» Stored items
--- START ---
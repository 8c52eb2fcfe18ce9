//! Keeps the mount pointed at a moving target.
//!
//! A background thread recomputes the target's position every interval and
//! commands the mount. Retargeting and offset changes only touch shared
//! state; the running loop picks them up on its next tick.

use std::sync::atomic::{AtomicBool, Ordering};
use std::sync::{Arc, Mutex};
use std::thread::{self, JoinHandle};
use std::time::{Duration, Instant};

use thiserror::Error;

use crate::angle::AzEl;
use crate::mount::{MountController, MountError};
use crate::target::{Target, TargetError};

pub const DEFAULT_INTERVAL: Duration = Duration::from_millis(250);

#[derive(Debug, Error)]
pub enum TrackingError {
    #[error("timed out while reaching {target} (mount is at {current})")]
    TimedOut { target: String, current: String },
    #[error("tracking aborted")]
    Aborting,
    #[error("mount is not tracking anything")]
    NotTracking,
    #[error("mount lost its position reference")]
    Lost,
    #[error(transparent)]
    Mount(#[from] MountError),
    #[error(transparent)]
    Target(#[from] TargetError),
}

pub type Callback = Arc<dyn Fn() + Send + Sync>;

/// Sets the flag [`Tracker::reach_target`] checks on every poll.
#[derive(Clone)]
pub struct AbortHandle(Arc<AtomicBool>);

impl AbortHandle {
    pub fn abort(&self) {
        self.0.store(true, Ordering::SeqCst);
    }
}

struct Shared {
    target: Target,
    offset: AzEl,
    // the reached callback fires once per arm
    reached_armed: bool,
}

struct Callbacks {
    lost: Callback,
    reached: Callback,
}

pub struct Tracker {
    mount: Arc<MountController>,
    shared: Arc<Mutex<Shared>>,
    callbacks: Arc<Mutex<Callbacks>>,
    tracking: Arc<AtomicBool>,
    abort: Arc<AtomicBool>,
    interval: Duration,
    worker: Option<JoinHandle<()>>,
}

impl Tracker {
    pub fn new(mount: Arc<MountController>, target: Target, offset: AzEl) -> Self {
        let nothing: Callback = Arc::new(|| {});
        Self {
            mount,
            shared: Arc::new(Mutex::new(Shared {
                target,
                offset,
                reached_armed: false,
            })),
            callbacks: Arc::new(Mutex::new(Callbacks {
                lost: nothing.clone(),
                reached: nothing,
            })),
            tracking: Arc::new(AtomicBool::new(false)),
            abort: Arc::new(AtomicBool::new(false)),
            interval: DEFAULT_INTERVAL,
            worker: None,
        }
    }

    pub fn with_interval(mut self, interval: Duration) -> Self {
        self.interval = interval;
        self
    }

    pub fn mount(&self) -> &Arc<MountController> {
        &self.mount
    }

    pub fn interval(&self) -> Duration {
        self.interval
    }

    /// Called from the tracking thread when the mount loses its position
    /// reference; tracking ends afterwards.
    pub fn set_lost_callback(&self, callback: Callback) {
        self.callbacks.lock().unwrap().lost = callback;
    }

    /// Called from the tracking thread the first time the mount stands
    /// still after a start or retarget.
    pub fn set_reached_callback(&self, callback: Callback) {
        self.callbacks.lock().unwrap().reached = callback;
    }

    pub fn is_tracking(&self) -> bool {
        self.tracking.load(Ordering::SeqCst)
    }

    pub fn target(&self) -> Target {
        self.shared.lock().unwrap().target.clone()
    }

    pub fn offset(&self) -> AzEl {
        self.shared.lock().unwrap().offset
    }

    pub fn set_target(&self, target: Target) {
        let mut shared = self.shared.lock().unwrap();
        shared.target = target;
        shared.reached_armed = true;
    }

    pub fn set_offset(&self, offset: AzEl) {
        let mut shared = self.shared.lock().unwrap();
        shared.offset = offset;
        shared.reached_armed = true;
    }

    pub fn abort_handle(&self) -> AbortHandle {
        AbortHandle(self.abort.clone())
    }

    /// Makes the next (or current) [`reach_target`](Self::reach_target)
    /// fail with [`TrackingError::Aborting`].
    pub fn abort_tracking(&self) {
        self.abort.store(true, Ordering::SeqCst);
    }

    /// Commands the first pose synchronously, then starts the loop.
    pub fn start(&mut self) -> Result<(), TrackingError> {
        if self.is_tracking() {
            return Ok(());
        }
        // a finished loop may still need joining
        if let Some(worker) = self.worker.take() {
            let _ = worker.join();
        }
        // a request from before this start is stale
        self.abort.store(false, Ordering::SeqCst);

        let (name, pos) = {
            let mut shared = self.shared.lock().unwrap();
            shared.reached_armed = true;
            let offset = shared.offset;
            let pos = offset_position(shared.target.compute()?, offset);
            (shared.target.name().to_string(), pos)
        };
        self.mount.set_target(pos)?;

        self.tracking.store(true, Ordering::SeqCst);
        let job = TrackJob {
            mount: self.mount.clone(),
            shared: self.shared.clone(),
            callbacks: self.callbacks.clone(),
            tracking: self.tracking.clone(),
            interval: self.interval,
        };
        self.worker = Some(thread::spawn(move || job.run()));
        log::info!("Mount started moving to {} @ {} ...", name, pos);
        Ok(())
    }

    /// Ends the loop, waits for it, and halts the mount.
    pub fn stop(&mut self) -> Result<(), TrackingError> {
        let Some(worker) = self.worker.take() else {
            return Ok(());
        };
        self.tracking.store(false, Ordering::SeqCst);
        if worker.join().is_err() {
            log::error!("Tracking thread panicked");
        }
        self.mount.stop()?;
        Ok(())
    }

    /// Blocks until the mount is within beam tolerance of the target.
    ///
    /// `timeout` of `None` waits forever. Fails with
    /// [`TrackingError::NotTracking`] once the loop has ended.
    pub fn reach_target(&self, timeout: Option<Duration>) -> Result<(), TrackingError> {
        let deadline = timeout.map(|t| Instant::now() + t);
        loop {
            if self.abort.swap(false, Ordering::SeqCst) {
                return Err(TrackingError::Aborting);
            }
            if !self.is_tracking() {
                // the loop raises the abort flag before it ends
                if self.abort.swap(false, Ordering::SeqCst) {
                    return Err(TrackingError::Aborting);
                }
                return Err(TrackingError::NotTracking);
            }
            if deadline.is_some_and(|d| Instant::now() >= d) {
                let current = self
                    .mount
                    .current()
                    .map(|p| p.to_string())
                    .unwrap_or_else(|e| e.to_string());
                return Err(TrackingError::TimedOut {
                    target: self.target().to_string(),
                    current,
                });
            }

            let t0 = Instant::now();
            if self.mount.is_close_to_target_beam()? {
                let target = self.target();
                log::info!("Mount is at {} @ {}.", target.name(), target.position());
                return Ok(());
            }
            if let Some(rest) = self.interval.checked_sub(t0.elapsed()) {
                thread::sleep(rest);
            }
        }
    }
}

impl Drop for Tracker {
    fn drop(&mut self) {
        self.tracking.store(false, Ordering::SeqCst);
        if let Some(worker) = self.worker.take() {
            let _ = worker.join();
        }
    }
}

fn offset_position(pos: AzEl, offset: AzEl) -> AzEl {
    AzEl::with_offset(pos, offset.signed_azimuth(), offset.elevation())
}

struct TrackJob {
    mount: Arc<MountController>,
    shared: Arc<Mutex<Shared>>,
    callbacks: Arc<Mutex<Callbacks>>,
    tracking: Arc<AtomicBool>,
    interval: Duration,
}

impl TrackJob {
    fn run(self) {
        while self.tracking.load(Ordering::SeqCst) {
            if let Err(e) = self.tick() {
                log::warn!("Tracking stopped: {}", e);
                break;
            }
        }
        self.tracking.store(false, Ordering::SeqCst);
    }

    fn tick(&self) -> Result<(), TrackingError> {
        let t0 = Instant::now();
        if self.mount.is_lost()? {
            log::error!("Mount has lost its position reference");
            let lost = self.callbacks.lock().unwrap().lost.clone();
            lost();
            return Err(TrackingError::Lost);
        }
        if self.mount.is_at_target()? {
            let armed = std::mem::replace(&mut self.shared.lock().unwrap().reached_armed, false);
            if armed {
                let reached = self.callbacks.lock().unwrap().reached.clone();
                reached();
            }
        }

        let pos = {
            let mut shared = self.shared.lock().unwrap();
            let offset = shared.offset;
            offset_position(shared.target.compute()?, offset)
        };
        self.mount.set_target(pos)?;

        if let Some(rest) = self.interval.checked_sub(t0.elapsed()) {
            thread::sleep(rest);
        }
        Ok(())
    }
}
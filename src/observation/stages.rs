use std::time::Duration;

use strum_macros::IntoStaticStr;

use crate::angle::AzEl;

use super::context::{MeasurementKind, ObservationContext};
use super::frequency::Frequency;
use super::{Instruments, ObservationError, ObservationPipeline, Pointing};

/// One step of an [`ObservationPipeline`]. Every stage runs the rest of the
/// pipeline one or more times; the last stage hands over to the measurement.
#[derive(Debug, Clone, IntoStaticStr)]
pub enum Stage {
    SingleFrequency(Frequency),
    /// The rest of the pipeline once per frequency.
    MultipleFrequency(Vec<Frequency>),
    /// Once at the current frequency, once `offset_hz` above it.
    FrequencySwitching(f64),
    Repeating(usize),
    Lna,
    Diode,
    /// Once with the noise diode on, once with it off.
    DiodeSwitching,
    /// Once at the current beam offset, once at `offset`, then back.
    BeamSwitching {
        offset: AzEl,
        timeout: Option<Duration>,
    },
    Signal,
    Switched(f64),
}

pub(super) fn run(
    pipeline: &ObservationPipeline,
    index: usize,
    ctx: &mut ObservationContext,
    inst: &mut Instruments<'_>,
) -> Result<(), ObservationError> {
    let Some(stage) = pipeline.stages.get(index) else {
        return pipeline.measure(ctx, inst);
    };
    let next = index + 1;

    match stage {
        Stage::SingleFrequency(frequency) => {
            ctx.set_frequency(frequency);
            run(pipeline, next, ctx, inst)
        }
        Stage::MultipleFrequency(frequencies) => {
            for frequency in frequencies {
                ctx.set_frequency(frequency);
                run(pipeline, next, ctx, inst)?;
            }
            Ok(())
        }
        Stage::FrequencySwitching(offset_hz) => {
            let original = ctx.frequency();
            let result = run(pipeline, next, ctx, inst).and_then(|_| {
                ctx.set_frequency(&Frequency::with_band(original.hz + offset_hz, "Switched"));
                run(pipeline, next, ctx, inst)
            });
            ctx.set_frequency(&original);
            result
        }
        Stage::Repeating(times) => {
            for _ in 0..*times {
                run(pipeline, next, ctx, inst)?;
            }
            Ok(())
        }
        // a failed switch-on may still have set the bit, so the off
        // command is sent regardless
        Stage::Lna => {
            let result = lna_pass(pipeline, next, ctx, inst);
            ctx.lna_on = false;
            restored(result, inst.frontend.set_lna(false).map_err(Into::into))
        }
        Stage::Diode => {
            let result = diode_pass(pipeline, next, ctx, inst);
            ctx.diode_on = false;
            restored(result, inst.frontend.set_noise_diode(false).map_err(Into::into))
        }
        Stage::DiodeSwitching => {
            let result = diode_pass(pipeline, next, ctx, inst);
            ctx.diode_on = false;
            restored(result, inst.frontend.set_noise_diode(false).map_err(Into::into))?;
            run(pipeline, next, ctx, inst)
        }
        Stage::BeamSwitching { offset, timeout } => {
            run(pipeline, next, ctx, inst)?;

            let original = inst.pointing.offset();
            let ctx_offset = ctx.offset;
            let result = move_beam(inst.pointing, *offset, *timeout).and_then(|_| {
                ctx.offset = *offset;
                run(pipeline, next, ctx, inst)
            });
            ctx.offset = ctx_offset;

            match result {
                Ok(()) => move_beam(inst.pointing, original, *timeout),
                Err(e) => {
                    // put the offset back without waiting for the mount
                    let reset = inst.pointing.stop().and_then(|_| {
                        inst.pointing.set_offset(original);
                        inst.pointing.start()
                    });
                    if let Err(r) = reset {
                        log::warn!("Could not restore beam offset {}: {}", original, r);
                    }
                    Err(e)
                }
            }
        }
        Stage::Signal => {
            ctx.kind = MeasurementKind::Signal;
            run(pipeline, next, ctx, inst)
        }
        Stage::Switched(ref_offset_hz) => {
            ctx.kind = MeasurementKind::Switched {
                ref_offset_hz: *ref_offset_hz,
            };
            run(pipeline, next, ctx, inst)
        }
    }
}

fn lna_pass(
    pipeline: &ObservationPipeline,
    next: usize,
    ctx: &mut ObservationContext,
    inst: &mut Instruments<'_>,
) -> Result<(), ObservationError> {
    inst.frontend.set_lna(true)?;
    ctx.lna_on = true;
    run(pipeline, next, ctx, inst)
}

fn diode_pass(
    pipeline: &ObservationPipeline,
    next: usize,
    ctx: &mut ObservationContext,
    inst: &mut Instruments<'_>,
) -> Result<(), ObservationError> {
    inst.frontend.set_noise_diode(true)?;
    ctx.diode_on = true;
    run(pipeline, next, ctx, inst)
}

fn move_beam(
    pointing: &mut dyn Pointing,
    offset: AzEl,
    timeout: Option<Duration>,
) -> Result<(), ObservationError> {
    log::info!("Moving beam to offset {}", offset);
    pointing.stop()?;
    pointing.set_offset(offset);
    pointing.start()?;
    pointing.reach_target(timeout)?;
    Ok(())
}

/// The stage's own error wins over a failed restore.
fn restored(
    result: Result<(), ObservationError>,
    restore: Result<(), ObservationError>,
) -> Result<(), ObservationError> {
    match (result, restore) {
        (Err(e), Err(r)) => {
            log::warn!("Restoring front-end state failed: {}", r);
            Err(e)
        }
        (Err(e), Ok(())) => Err(e),
        (Ok(()), restore) => restore,
    }
}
--- END ---
» PROBLEM REQUIREMENTS
Return every line of the entries above that the string "Debug" appears in.

» TASK OUTPUT
#[derive(Debug, Error)]
#[derive(Debug, Clone, IntoStaticStr)]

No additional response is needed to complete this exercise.